Anisotropic X-ray peak broadening and twin formation in hematite derived from natural and synthetic goethite

Hematite obtained by dehydration of goethite at temperatures between 250 °C and 1000 °C was studied by X-ray powder diffraction (XRD), transmission electron microscopy (TEM) and differential scanning calorimetry (DSC). Starting materials were goethite mineral and synthetic goethite, respectively. Hematite derived from natural goethite shows narrow X-ray diffraction peak widths with little variation between the reflections and marginal dependence on dehydration temperature.

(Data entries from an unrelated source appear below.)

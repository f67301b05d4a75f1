use anyhow::{Context, Result};
use billard_camera::MotionMode;
use billard_input::{InputEvent, InputQueue, Key};
use billard_render::{FrameDriver, FrameOutcome};
use billard_render_wgpu::{GpuContext, GpuError, WgpuBackend};
use billard_scene::ViewerConfig;
use clap::{Parser, ValueEnum};
use std::path::PathBuf;
use std::sync::Arc;
use std::time::Instant;
use tracing_subscriber::EnvFilter;
use winit::application::ApplicationHandler;
use winit::dpi::PhysicalSize;
use winit::event::{ElementState, KeyEvent, MouseButton, MouseScrollDelta, WindowEvent};
use winit::event_loop::{ActiveEventLoop, ControlFlow, EventLoop};
use winit::keyboard::{KeyCode, PhysicalKey};
use winit::window::{Window, WindowId};

/// Pixel-precise scroll deltas are divided by this to get wheel lines.
const PIXELS_PER_LINE: f32 = 20.0;

#[derive(Parser)]
#[command(name = "billard-viewer", about = "Billiard room scene viewer")]
struct Cli {
    /// Enable verbose logging
    #[arg(short, long)]
    verbose: bool,

    /// Viewer configuration (YAML); the built-in billiard room when omitted
    #[arg(short, long)]
    config: Option<PathBuf>,

    /// Override how held keys map to motion
    #[arg(long, value_enum)]
    motion: Option<MotionArg>,

    /// Start with mouse-look active
    #[arg(long)]
    mouse_look: bool,
}

#[derive(Clone, Copy, ValueEnum)]
enum MotionArg {
    /// Fixed increments per frame
    Fixed,
    /// Increments scaled by frame time
    Elapsed,
}

impl From<MotionArg> for MotionMode {
    fn from(arg: MotionArg) -> Self {
        match arg {
            MotionArg::Fixed => MotionMode::default(),
            MotionArg::Elapsed => MotionMode::elapsed_default(),
        }
    }
}

fn map_key(code: KeyCode) -> Option<Key> {
    Some(match code {
        KeyCode::KeyW => Key::W,
        KeyCode::KeyA => Key::A,
        KeyCode::KeyS => Key::S,
        KeyCode::KeyD => Key::D,
        KeyCode::ArrowUp => Key::Up,
        KeyCode::ArrowDown => Key::Down,
        KeyCode::ArrowLeft => Key::Left,
        KeyCode::ArrowRight => Key::Right,
        KeyCode::Escape => Key::Escape,
        _ => return None,
    })
}

fn scroll_lines(delta: MouseScrollDelta) -> f32 {
    match delta {
        MouseScrollDelta::LineDelta(_, y) => y,
        MouseScrollDelta::PixelDelta(p) => p.y as f32 / PIXELS_PER_LINE,
    }
}

struct ViewerApp {
    config: ViewerConfig,
    driver: FrameDriver,
    events: InputQueue,
    window: Option<Arc<Window>>,
    backend: Option<WgpuBackend>,
    mouse_look: bool,
    last_frame: Instant,
    fatal: Option<anyhow::Error>,
}

impl ViewerApp {
    fn new(config: ViewerConfig) -> Self {
        let driver = FrameDriver::from_config(&config);
        let mouse_look = config.input.mouse_look;
        Self {
            config,
            driver,
            events: InputQueue::new(),
            window: None,
            backend: None,
            mouse_look,
            last_frame: Instant::now(),
            fatal: None,
        }
    }

    fn init(&mut self, event_loop: &ActiveEventLoop) -> Result<()> {
        let attrs = Window::default_attributes()
            .with_title(self.config.window.title.clone())
            .with_inner_size(PhysicalSize::new(
                self.config.window.width,
                self.config.window.height,
            ));
        let window = Arc::new(
            event_loop
                .create_window(attrs)
                .context("failed to create window")?,
        );

        let size = window.inner_size();
        let backend = pollster::block_on(async {
            let ctx = GpuContext::new(
                window.clone(),
                size.width,
                size.height,
                self.config.render.vsync,
            )
            .await?;
            WgpuBackend::new(ctx, &self.config).await
        })
        .context("failed to initialize GPU backend")?;

        if self.mouse_look {
            window.set_cursor_visible(false);
        }
        self.window = Some(window);
        self.backend = Some(backend);
        self.last_frame = Instant::now();
        Ok(())
    }

    fn toggle_mouse_look(&mut self) {
        self.mouse_look = !self.mouse_look;
        self.events.push(InputEvent::MouseLook(self.mouse_look));
        if let Some(window) = &self.window {
            window.set_cursor_visible(!self.mouse_look);
        }
    }

    fn redraw(&mut self, event_loop: &ActiveEventLoop) {
        let now = Instant::now();
        let dt = (now - self.last_frame).as_secs_f32().min(0.1);
        self.last_frame = now;

        let Some(backend) = self.backend.as_mut() else {
            return;
        };
        let aspect = backend.aspect();

        match self.driver.frame(self.events.drain(), dt, aspect, backend) {
            Ok(FrameOutcome::Rendered) => {}
            Ok(FrameOutcome::Exit) => event_loop.exit(),
            Err(e) if e.is_surface_lost() => backend.recover_surface(),
            Err(GpuError::Surface(wgpu::SurfaceError::Timeout)) => {
                tracing::warn!("surface timed out, skipping frame");
            }
            Err(e) => {
                tracing::error!(error = %e, "frame failed");
                self.fatal = Some(e.into());
                event_loop.exit();
            }
        }
    }
}

impl ApplicationHandler for ViewerApp {
    fn resumed(&mut self, event_loop: &ActiveEventLoop) {
        if self.window.is_some() {
            return;
        }
        if let Err(e) = self.init(event_loop) {
            tracing::error!(error = %e, "initialization failed");
            self.fatal = Some(e);
            event_loop.exit();
        }
    }

    fn window_event(
        &mut self,
        event_loop: &ActiveEventLoop,
        _window_id: WindowId,
        event: WindowEvent,
    ) {
        match event {
            WindowEvent::CloseRequested => self.events.push(InputEvent::CloseRequested),
            WindowEvent::Resized(new_size) => {
                if let Some(backend) = &mut self.backend {
                    backend.resize(new_size.width, new_size.height);
                }
            }
            WindowEvent::Focused(false) => self.events.push(InputEvent::FocusLost),
            WindowEvent::KeyboardInput {
                event:
                    KeyEvent {
                        physical_key: PhysicalKey::Code(code),
                        state,
                        repeat,
                        ..
                    },
                ..
            } => {
                let Some(key) = map_key(code) else {
                    return;
                };
                match state {
                    ElementState::Pressed if !repeat => {
                        self.events.push(InputEvent::KeyPressed(key));
                    }
                    ElementState::Released => self.events.push(InputEvent::KeyReleased(key)),
                    ElementState::Pressed => {}
                }
            }
            WindowEvent::MouseInput {
                button: MouseButton::Right,
                state: ElementState::Pressed,
                ..
            } => self.toggle_mouse_look(),
            WindowEvent::CursorMoved { position, .. } => {
                self.events.push(InputEvent::CursorMoved {
                    x: position.x as f32,
                    y: position.y as f32,
                });
            }
            WindowEvent::MouseWheel { delta, .. } => {
                self.events.push(InputEvent::Scroll {
                    y: scroll_lines(delta),
                });
            }
            WindowEvent::RedrawRequested => {
                self.redraw(event_loop);
                if let Some(window) = &self.window {
                    window.request_redraw();
                }
            }
            _ => {}
        }
    }

    fn about_to_wait(&mut self, _event_loop: &ActiveEventLoop) {
        if let Some(window) = &self.window {
            window.request_redraw();
        }
    }
}

fn main() -> Result<()> {
    let cli = Cli::parse();

    let filter = if cli.verbose { "debug" } else { "info" };
    tracing_subscriber::fmt()
        .with_env_filter(EnvFilter::try_from_default_env().unwrap_or_else(|_| EnvFilter::new(filter)))
        .init();

    let mut config = match &cli.config {
        Some(path) => ViewerConfig::load(path)
            .with_context(|| format!("failed to load config {}", path.display()))?,
        None => ViewerConfig::default(),
    };
    if let Some(motion) = cli.motion {
        config.input.motion = motion.into();
    }
    if cli.mouse_look {
        config.input.mouse_look = true;
    }

    tracing::info!(
        targets = config.scene.targets.len(),
        motion = ?config.input.motion,
        "billard-viewer starting"
    );

    let event_loop = EventLoop::new()?;
    event_loop.set_control_flow(ControlFlow::Poll);

    let mut app = ViewerApp::new(config);
    event_loop.run_app(&mut app)?;

    if let Some(err) = app.fatal.take() {
        return Err(err);
    }
    tracing::info!(frames = app.driver.frame_index(), "billard-viewer exiting");
    Ok(())
}

#[cfg(test)]
mod tests {
    use super::*;

    #[test]
    fn movement_and_arrow_keys_are_mapped() {
        assert_eq!(map_key(KeyCode::KeyW), Some(Key::W));
        assert_eq!(map_key(KeyCode::ArrowLeft), Some(Key::Left));
        assert_eq!(map_key(KeyCode::Escape), Some(Key::Escape));
        assert_eq!(map_key(KeyCode::Space), None);
    }

    #[test]
    fn scroll_deltas_become_lines() {
        assert_eq!(scroll_lines(MouseScrollDelta::LineDelta(0.0, 2.0)), 2.0);
        let pixels = winit::dpi::PhysicalPosition::new(0.0, 40.0);
        assert_eq!(scroll_lines(MouseScrollDelta::PixelDelta(pixels)), 2.0);
    }

    #[test]
    fn motion_override() {
        assert_eq!(MotionMode::from(MotionArg::Fixed), MotionMode::default());
        assert_eq!(
            MotionMode::from(MotionArg::Elapsed),
            MotionMode::elapsed_default()
        );
    }

    #[test]
    fn cli_parses_flags() {
        let cli = Cli::parse_from(["billard-viewer", "-v", "--motion", "elapsed", "--mouse-look"]);
        assert!(cli.verbose);
        assert!(cli.mouse_look);
        assert!(matches!(cli.motion, Some(MotionArg::Elapsed)));
        assert!(cli.config.is_none());
    }
}
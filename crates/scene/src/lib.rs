//! Scene description and configuration for the billard viewer.
//!
//! A [`SceneDescriptor`] lists render targets in draw order together with the
//! lighting parameters shared between them. A [`ViewerConfig`] bundles the
//! scene with window, camera, input and resource declarations and is loaded
//! from YAML.
//!
//! # Invariants
//! - Every target references a shader and a mesh declared in the config
//!   (checked by [`ViewerConfig::validate`]).
//! - Lighting parameters iterate in name order.
//! - The scene is fixed after load; only the camera changes between frames.

pub mod config;
pub mod descriptor;
pub mod lighting;
pub mod resources;

pub use config::{ConfigError, RenderSettings, ViewerConfig, WindowConfig};
pub use descriptor::{RenderTarget, SceneDescriptor};
pub use lighting::{LightingParams, Material, PointLight};
pub use resources::{MAX_SPHERE_SEGMENTS, MeshConfig, MeshShape, ShaderConfig, ShaderProgram};

pub fn crate_info() -> &'static str {
    "billard-scene v0.1.0"
}
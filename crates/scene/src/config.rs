use crate::descriptor::SceneDescriptor;
use crate::resources::{MeshConfig, ShaderConfig, default_meshes, default_shaders};
use billard_camera::CameraSettings;
use billard_common::{MeshId, ShaderId, UniformNames};
use billard_input::InputSettings;
use serde::{Deserialize, Serialize};
use std::collections::BTreeSet;
use std::path::{Path, PathBuf};

/// Errors from loading or validating a viewer configuration.
#[derive(Debug, thiserror::Error)]
pub enum ConfigError {
    #[error("failed to read {path:?}: {source}")]
    Io {
        path: PathBuf,
        source: std::io::Error,
    },
    #[error("YAML error: {0}")]
    Yaml(#[from] serde_yaml::Error),
    #[error("window size must be nonzero, got {width}x{height}")]
    EmptyWindow { width: u32, height: u32 },
    #[error("camera {field} must be finite, got {value}")]
    NonFiniteCamera { field: &'static str, value: f32 },
    #[error("clip planes must satisfy 0 < near < far, got near={near} far={far}")]
    ClipPlanes { near: f32, far: f32 },
    #[error("shader {0} declared twice")]
    DuplicateShader(ShaderId),
    #[error("mesh {0} declared twice")]
    DuplicateMesh(MeshId),
    #[error("mesh {id}: {reason}")]
    InvalidMesh { id: MeshId, reason: String },
    #[error("target {target:?} uses undeclared shader {shader}")]
    UnknownShader { target: String, shader: ShaderId },
    #[error("target {target:?} uses undeclared mesh {mesh}")]
    UnknownMesh { target: String, mesh: MeshId },
}

#[derive(Debug, Clone, PartialEq, Eq, Serialize, Deserialize)]
#[serde(default)]
pub struct WindowConfig {
    pub width: u32,
    pub height: u32,
    pub title: String,
}

impl Default for WindowConfig {
    fn default() -> Self {
        Self {
            width: 1000,
            height: 1000,
            title: "BillardGL".to_string(),
        }
    }
}

#[derive(Debug, Clone, Copy, PartialEq, Eq, Serialize, Deserialize)]
#[serde(default)]
pub struct RenderSettings {
    pub uniform_names: UniformNames,
    /// Present with FIFO when true, otherwise without waiting for vblank.
    pub vsync: bool,
}

impl Default for RenderSettings {
    fn default() -> Self {
        Self {
            uniform_names: UniformNames::default(),
            vsync: true,
        }
    }
}

/// Complete viewer configuration. Every section is optional in YAML and
/// falls back to the billiard room defaults.
#[derive(Debug, Clone, PartialEq, Serialize, Deserialize)]
#[serde(default)]
pub struct ViewerConfig {
    pub window: WindowConfig,
    pub camera: CameraSettings,
    pub input: InputSettings,
    pub render: RenderSettings,
    pub shaders: Vec<ShaderConfig>,
    pub meshes: Vec<MeshConfig>,
    pub scene: SceneDescriptor,
}

impl Default for ViewerConfig {
    fn default() -> Self {
        Self {
            window: WindowConfig::default(),
            camera: CameraSettings::default(),
            input: InputSettings::default(),
            render: RenderSettings::default(),
            shaders: default_shaders(),
            meshes: default_meshes(),
            scene: SceneDescriptor::billiard_room(),
        }
    }
}

impl ViewerConfig {
    /// Read, parse and validate a YAML configuration file.
    pub fn load(path: impl AsRef<Path>) -> Result<Self, ConfigError> {
        let path = path.as_ref();
        let text = std::fs::read_to_string(path).map_err(|source| ConfigError::Io {
            path: path.to_path_buf(),
            source,
        })?;
        let config = Self::from_yaml_str(&text)?;
        tracing::info!(
            path = %path.display(),
            targets = config.scene.targets.len(),
            "loaded viewer config"
        );
        Ok(config)
    }

    pub fn from_yaml_str(text: &str) -> Result<Self, ConfigError> {
        let config: Self = serde_yaml::from_str(text)?;
        config.validate()?;
        Ok(config)
    }

    pub fn to_yaml(&self) -> Result<String, ConfigError> {
        Ok(serde_yaml::to_string(self)?)
    }

    pub fn aspect_ratio(&self) -> f32 {
        self.window.width as f32 / self.window.height.max(1) as f32
    }

    pub fn shader(&self, id: &ShaderId) -> Option<&ShaderConfig> {
        self.shaders.iter().find(|s| &s.id == id)
    }

    pub fn mesh(&self, id: &MeshId) -> Option<&MeshConfig> {
        self.meshes.iter().find(|m| &m.id == id)
    }

    /// Check that the configuration describes a drawable scene.
    pub fn validate(&self) -> Result<(), ConfigError> {
        let WindowConfig { width, height, .. } = self.window;
        if width == 0 || height == 0 {
            return Err(ConfigError::EmptyWindow { width, height });
        }

        let camera = &self.camera;
        let scalars = [
            ("position.x", camera.position.x),
            ("position.y", camera.position.y),
            ("position.z", camera.position.z),
            ("yaw", camera.yaw),
            ("pitch", camera.pitch),
            ("zoom", camera.zoom),
            ("mouse_sensitivity", camera.mouse_sensitivity),
            ("near", camera.near),
            ("far", camera.far),
        ];
        if let Some(&(field, value)) = scalars.iter().find(|(_, v)| !v.is_finite()) {
            return Err(ConfigError::NonFiniteCamera { field, value });
        }

        let CameraSettings { near, far, .. } = self.camera;
        if !(near > 0.0 && near < far) {
            return Err(ConfigError::ClipPlanes { near, far });
        }

        let mut shaders = BTreeSet::new();
        for shader in &self.shaders {
            if !shaders.insert(&shader.id) {
                return Err(ConfigError::DuplicateShader(shader.id.clone()));
            }
        }

        let mut meshes = BTreeSet::new();
        for mesh in &self.meshes {
            if !meshes.insert(&mesh.id) {
                return Err(ConfigError::DuplicateMesh(mesh.id.clone()));
            }
            if let Some(reason) = mesh.shape.problem() {
                return Err(ConfigError::InvalidMesh {
                    id: mesh.id.clone(),
                    reason,
                });
            }
        }

        for target in &self.scene.targets {
            if !shaders.contains(&target.shader) {
                return Err(ConfigError::UnknownShader {
                    target: target.name.clone(),
                    shader: target.shader.clone(),
                });
            }
            if !meshes.contains(&target.mesh) {
                return Err(ConfigError::UnknownMesh {
                    target: target.name.clone(),
                    mesh: target.mesh.clone(),
                });
            }
        }

        if self.scene.targets.is_empty() {
            tracing::warn!("scene has no render targets; frames will only clear");
        }
        Ok(())
    }
}

#[cfg(test)]
mod tests {
    use super::*;
    use crate::descriptor::RenderTarget;
    use billard_common::Transform;
    use std::io::Write;

    const SHIPPED: &str = include_str!("../../../configs/billiard-room.yaml");

    #[test]
    fn default_config_is_valid() {
        let config = ViewerConfig::default();
        config.validate().unwrap();
        assert_eq!(config.window.title, "BillardGL");
        assert_eq!(config.aspect_ratio(), 1.0);
    }

    #[test]
    fn empty_yaml_gives_defaults() {
        let config = ViewerConfig::from_yaml_str("{}").unwrap();
        assert_eq!(config, ViewerConfig::default());
    }

    #[test]
    fn shipped_config_matches_defaults() {
        let config = ViewerConfig::from_yaml_str(SHIPPED).unwrap();
        assert_eq!(config.scene, SceneDescriptor::billiard_room());
        assert_eq!(config.shaders, default_shaders());
        assert_eq!(config.meshes, default_meshes());
        assert_eq!(config.camera, CameraSettings::default());
    }

    #[test]
    fn yaml_round_trip_preserves_config() {
        let config = ViewerConfig::default();
        let text = config.to_yaml().unwrap();
        assert_eq!(ViewerConfig::from_yaml_str(&text).unwrap(), config);
    }

    #[test]
    fn partial_sections_keep_other_defaults() {
        let config = ViewerConfig::from_yaml_str(
            "window:\n  width: 1280\n  height: 720\nrender:\n  uniform_names: short\n",
        )
        .unwrap();
        assert_eq!(config.window.width, 1280);
        assert_eq!(config.window.title, "BillardGL");
        assert_eq!(config.render.uniform_names, UniformNames::Short);
        assert!(config.render.vsync);
    }

    #[test]
    fn undeclared_shader_is_rejected() {
        let mut config = ViewerConfig::default();
        config.scene.targets.push(RenderTarget::new(
            "cue",
            "chalk",
            "ball",
            Transform::default(),
        ));
        let err = config.validate().unwrap_err();
        assert!(matches!(err, ConfigError::UnknownShader { .. }), "{err}");
    }

    #[test]
    fn undeclared_mesh_is_rejected() {
        let mut config = ViewerConfig::default();
        config.scene.targets[0].mesh = MeshId::new("missing");
        assert!(matches!(
            config.validate(),
            Err(ConfigError::UnknownMesh { .. })
        ));
    }

    #[test]
    fn bad_clip_planes_are_rejected() {
        let err = ViewerConfig::from_yaml_str("camera:\n  near: 10.0\n  far: 1.0\n").unwrap_err();
        assert!(matches!(err, ConfigError::ClipPlanes { .. }));
    }

    #[test]
    fn non_finite_camera_values_are_rejected() {
        let err = ViewerConfig::from_yaml_str("camera:\n  zoom: .nan\n  pitch: .nan\n").unwrap_err();
        assert!(
            matches!(err, ConfigError::NonFiniteCamera { field: "pitch", .. }),
            "{err}"
        );

        let err = ViewerConfig::from_yaml_str("camera:\n  position: [0.0, .inf, 20.0]\n").unwrap_err();
        assert!(matches!(
            err,
            ConfigError::NonFiniteCamera {
                field: "position.y",
                ..
            }
        ));

        let mut config = ViewerConfig::default();
        config.camera.far = f32::INFINITY;
        assert!(matches!(
            config.validate(),
            Err(ConfigError::NonFiniteCamera { field: "far", .. })
        ));
    }

    #[test]
    fn zero_window_is_rejected() {
        let err = ViewerConfig::from_yaml_str("window:\n  width: 0\n").unwrap_err();
        assert!(matches!(err, ConfigError::EmptyWindow { .. }));
    }

    #[test]
    fn duplicate_ids_are_rejected() {
        let mut config = ViewerConfig::default();
        config.shaders.push(config.shaders[0].clone());
        assert!(matches!(
            config.validate(),
            Err(ConfigError::DuplicateShader(_))
        ));
    }

    #[test]
    fn load_reads_file() {
        let mut file = tempfile::NamedTempFile::new().unwrap();
        file.write_all(SHIPPED.as_bytes()).unwrap();
        let config = ViewerConfig::load(file.path()).unwrap();
        assert_eq!(config.scene.targets.len(), 3);
    }

    #[test]
    fn load_missing_file_is_io_error() {
        let err = ViewerConfig::load("/nonexistent/billiard.yaml").unwrap_err();
        assert!(matches!(err, ConfigError::Io { .. }));
    }
}
//! Fly camera for the billard viewer.
//!
//! Orientation is stored as yaw/pitch/zoom in degrees with a cached
//! front/right/up basis. The camera is owned by the frame driver and mutated
//! in place between frames.
//!
//! # Invariants
//! - `front`, `right`, `up` form a right-handed orthonormal basis.
//! - Pitch stays within ±89°, zoom within [1°, 45°].
//! - Movement never touches orientation; rotation never touches position.

mod camera;
mod motion;
mod mouse;
mod orientation;

pub use camera::{Camera, CameraSettings, Direction};
pub use motion::MotionMode;
pub use mouse::MouseLook;
pub use orientation::{Orientation, PITCH_LIMIT, ZOOM_MAX, ZOOM_MIN};

pub fn crate_info() -> &'static str {
    "billard-camera v0.1.0"
}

TEM imaging reveals the existence of large (>200 nm) hematite twin domains, which is attributed to slow dehydration kinetics associated with the formation of few hematite nuclei.In contrast, strong anisotropic X-ray diffraction peak broadening is observed for hematite obtained from synthetic needle-shaped goethite at low dehydration temperatures (T < 500 °C); the peak widths significantly decrease with increasing dehydration temperature. Anisotropic peak broadening is observed only for reflections, which structure factors are dominated by the iron sub-lattice and which are not common to both twin variants of hematite. In hematite producing the strong anisotropic X-ray peak broadening extremely small twin domains with sizes ranging from 5 nm to 10 nm could be imaged by high-resolution TEM. Further, DSC and TEM observations indicate that dehydration kinetics in coarse-grained natural goethite and fine-grained synthetic goethite differ considerably. It is concluded that during the dehydration reaction taking place at the large surface area of synthetic goethite crystals hematite nuclei with ambient orientation are rapidly formed, thereby creating a finely twinned dehydration product. The experimental results prove that XRD peak broadening is mainly caused by fine twinning.